Avec brio, Ivan Illich critique et met en exergue l’expropriation de la santé de chacun face à une industrie monstrueuse, souvent inefficace, souvent dangereuse. Loin du supposé complotisme, désignation si pratique pour tous ceux qui préfèrent que l’on ne réfléchisse tout bonnement pas, Ivan Illich propose une sorte de diagramme de la croissance des dépenses médicales et de la croissance de nos pathologies.
EXTRAIT
« Après les soins de maladie, les soins de santé sont devenus une marchandise, c’est-à-dire quelque chose que l’on consomme et non quelque chose que l’on fait. Plus le salaire payé par la firme est important, plus il faut dépenser pour que cet estimable rouage de la société soit bien huilé. La consommation de soins préventifs est le dernier en date des signes de statut social chez les bourgeois. Pour être à la mode, il est nécessaire aujourd’hui de consommer du « check-up ». L’extension du contrôle professionnel aux soins dispensés à des gens en parfaite santé est une nouvelle manifestation de la médicalisation de la vie. Les gens n’ont plus besoin d’être malades pour devenir patients. »
Cette dernière phrase m’a particulièrement marquée. Si les gens, vous, moi, nous tous, n’avons plus besoin d’être malades pour devenir patients, cela signifie bien que nous sommes tous des malades potentiels. Nous transportons en nous le germe que Big Pharma va déceler, puis négocier. Laissez tomber le yoga, le jogging, la salle de sports, la méditation, la marche, les produits naturels, in fine, les maladies se frottent les mandibules et nous attendent en ricanant devant notre naïveté. Plus sérieusement, la thèse de l’auteur confirme, qu’au delà d’un seuil financier, le développement de la santé nui à la santé. Pour cela, il analyse entre autres, la religiosité, la sacralité mise en scène par le système médical. Le surdéveloppement des examens préventifs crée les maladies. Illich pousse son analyse jusqu’au mythe de l’immortalité, et tout cela en 1974, si loin, si proche du transhumanisme.

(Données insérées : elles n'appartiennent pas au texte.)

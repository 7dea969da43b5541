//! Deptrace - Static dependency tracing and refactor planning
//!
//! Answers, for a component-based source tree, what a file depends on,
//! what depends on it, and where it should move if it is relocated.
//! Works from a persisted file-level dependency index.

pub mod cli;
pub mod core;
pub mod trace;

pub use core::config::Config;
pub use core::error::{Error, Result};
pub use trace::{TraceOutcome, TraceRequest, TraceResult, Tracer};
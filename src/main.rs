//! Deptrace CLI entry point

use clap::Parser;
use deptrace::cli::Cli;
use deptrace::trace::output::{create_formatter, OutputFormat};
use tracing_subscriber::{fmt, prelude::*, EnvFilter};

#[tokio::main]
async fn main() {
    let cli = Cli::parse();

    // Logs go to stderr so stdout stays parseable
    let filter = if cli.verbose {
        EnvFilter::new("deptrace=debug")
    } else {
        EnvFilter::try_from_env("DEPTRACE_LOG").unwrap_or_else(|_| EnvFilter::new("warn"))
    };
    tracing_subscriber::registry()
        .with(fmt::layer().with_writer(std::io::stderr))
        .with(filter)
        .init();

    let format = OutputFormat::from_json_flag(cli.command.wants_json());

    let code = match deptrace::cli::run(cli).await {
        Ok(code) => code,
        Err(e) => {
            let rendered = create_formatter(format, 0).format_error(&e.report());
            match format {
                OutputFormat::Json => println!("{}", rendered),
                OutputFormat::Plain => eprint!("{}", rendered),
            }
            e.exit_code()
        }
    };

    std::process::exit(code);
}
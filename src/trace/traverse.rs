//! Graph Traversal Algorithms
//!
//! Navigates the import graph of a dependency index:
//! - direct imports (one hop)
//! - transitive closure (BFS, cycle safe, optionally depth bounded)
//! - reverse dependents (who imports a file)
//!
//! Ids that are imported but not tracked (packages, generated files) are
//! reported as dependencies but never expanded.
//!
//! @module trace/traverse

use std::collections::{BTreeSet, HashSet, VecDeque};

use super::types::{DependencyIndex, DepSets};

// =============================================================================
// DIRECT
// =============================================================================

/// Ids `id` imports directly, in import order
///
/// Returns an empty list for untracked ids.
pub fn direct_imports(index: &DependencyIndex, id: &str) -> Vec<String> {
    match index.node(id) {
        Some(node) => {
            let mut seen = HashSet::new();
            node.imports
                .iter()
                .filter(|import| seen.insert(import.as_str()))
                .cloned()
                .collect()
        }
        None => Vec::new(),
    }
}

// =============================================================================
// TRANSITIVE
// =============================================================================

/// Every id reachable from `id` through imports, in discovery order
///
/// `id` itself is never part of the result, even when a cycle leads back
/// to it. With `max_depth = Some(n)` only ids at most `n` hops away are
/// collected; `Some(0)` yields nothing.
pub fn transitive_imports(
    index: &DependencyIndex,
    id: &str,
    max_depth: Option<usize>,
) -> Vec<String> {
    let mut visited: HashSet<&str> = HashSet::new();
    let mut order: Vec<String> = Vec::new();
    let mut queue: VecDeque<(&str, usize)> = VecDeque::new();

    visited.insert(id);
    queue.push_back((id, 0));

    while let Some((current, depth)) = queue.pop_front() {
        if max_depth.is_some_and(|limit| depth >= limit) {
            continue;
        }

        // Unknown start id
        let node = match index.node(current) {
            Some(n) => n,
            None => continue,
        };

        for import in &node.imports {
            if visited.insert(import.as_str()) {
                order.push(import.clone());
                // External ids are listed but not expanded
                if !index.is_external(import) {
                    queue.push_back((import.as_str(), depth + 1));
                }
            }
        }
    }

    order
}

// =============================================================================
// REVERSE
// =============================================================================

/// Tracked ids whose imports contain `id`, sorted
pub fn reverse_dependents(index: &DependencyIndex, id: &str) -> Vec<String> {
    let dependents: BTreeSet<&str> = index
        .nodes()
        .iter()
        .filter(|node| node.id != id && node.imports.iter().any(|import| import == id))
        .map(|node| node.id.as_str())
        .collect();

    dependents.into_iter().map(String::from).collect()
}

/// All three dependency sets for one resolved id
pub fn collect_deps(index: &DependencyIndex, id: &str, max_depth: Option<usize>) -> DepSets {
    DepSets {
        direct: direct_imports(index, id),
        transitive: transitive_imports(index, id, max_depth),
        reverse: reverse_dependents(index, id),
    }
}

#[cfg(test)]
mod tests {
    use super::*;
    use crate::trace::types::SourceNode;

    fn graph(edges: &[(&str, &[&str])]) -> DependencyIndex {
        DependencyIndex::new(
            "/work",
            edges
                .iter()
                .map(|(id, imports)| {
                    SourceNode::new(*id, imports.iter().map(|s| s.to_string()).collect(), 0)
                })
                .collect(),
        )
    }

    #[test]
    fn test_cycle_terminates_and_excludes_start() {
        let index = graph(&[
            ("src/A.ts", &["src/B.ts"]),
            ("src/B.ts", &["src/C.ts"]),
            ("src/C.ts", &["src/A.ts"]),
        ]);
        let closure = transitive_imports(&index, "src/A.ts", None);
        assert_eq!(closure, vec!["src/B.ts", "src/C.ts"]);
    }

    #[test]
    fn test_reverse_dependents_sorted() {
        let index = graph(&[
            ("src/C.ts", &["src/B.ts"]),
            ("src/A.ts", &["src/B.ts"]),
            ("src/B.ts", &[]),
        ]);
        assert_eq!(
            reverse_dependents(&index, "src/B.ts"),
            vec!["src/A.ts", "src/C.ts"]
        );
        assert!(reverse_dependents(&index, "src/A.ts").is_empty());
    }

    #[test]
    fn test_direct_is_one_hop() {
        let index = graph(&[
            ("src/A.ts", &["src/B.ts", "react"]),
            ("src/B.ts", &["src/C.ts"]),
            ("src/C.ts", &[]),
        ]);
        assert_eq!(direct_imports(&index, "src/A.ts"), vec!["src/B.ts", "react"]);
        assert!(direct_imports(&index, "src/Missing.ts").is_empty());
    }

    #[test]
    fn test_external_ids_reported_not_expanded() {
        let index = graph(&[
            ("src/A.ts", &["lodash", "src/B.ts"]),
            ("src/B.ts", &["lodash", "src/gen/api.ts"]),
        ]);
        let closure = transitive_imports(&index, "src/A.ts", None);
        assert_eq!(closure, vec!["lodash", "src/B.ts", "src/gen/api.ts"]);
    }

    #[test]
    fn test_depth_bound() {
        let index = graph(&[
            ("src/A.ts", &["src/B.ts"]),
            ("src/B.ts", &["src/C.ts"]),
            ("src/C.ts", &["src/D.ts"]),
            ("src/D.ts", &[]),
        ]);
        assert!(transitive_imports(&index, "src/A.ts", Some(0)).is_empty());
        assert_eq!(transitive_imports(&index, "src/A.ts", Some(1)), vec!["src/B.ts"]);
        assert_eq!(
            transitive_imports(&index, "src/A.ts", Some(2)),
            vec!["src/B.ts", "src/C.ts"]
        );
        assert_eq!(transitive_imports(&index, "src/A.ts", None).len(), 3);
    }

    #[test]
    fn test_direct_subset_of_transitive() {
        let index = graph(&[
            ("src/A.ts", &["src/B.ts", "src/C.ts"]),
            ("src/B.ts", &["src/C.ts", "src/D.ts"]),
            ("src/C.ts", &["src/A.ts"]),
            ("src/D.ts", &[]),
        ]);
        let deps = collect_deps(&index, "src/A.ts", None);
        for id in &deps.direct {
            assert!(deps.transitive.contains(id));
        }
        assert!(!deps.transitive.contains(&"src/A.ts".to_string()));
        assert_eq!(deps.reverse, vec!["src/C.ts"]);
        assert_eq!(deps.counts().transitive, 3);
    }
}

Il nous donne à voir également l’ obscène lien, l’imbrication économique qui a créé l’outil politique si puissant…
C’est bien un certain Hippocrate, qui fit cette recommandation aux médecins » Avoir, dans les maladies, deux choses en vue: être utile, ou du moins, ne pas nuire »
Entre Némésis et indifférence, le rendement, le rendement, et encore le rendement
Depuis 1974, date de publication de cet indispensable ouvrage, les années Covid sont venues cimenter la réflexion d’Ivan Illich.
Le monde entier s’est retrouvé masqué, muselière hygiénique sur la gueule.
Et vaccins de la terreur dans les veines.
Deux images occupent mon esprit:la peur, et le besoin d’une figure paternaliste.
Une société se défend toujours contre ce qui n’est pas son idéologie régnante. Il faudrait avoir conscience de la fermeture de cette société, et tenter d’agir en conséquence: la fissurer.
Et cela, sans devenir la grimace de l’adversité.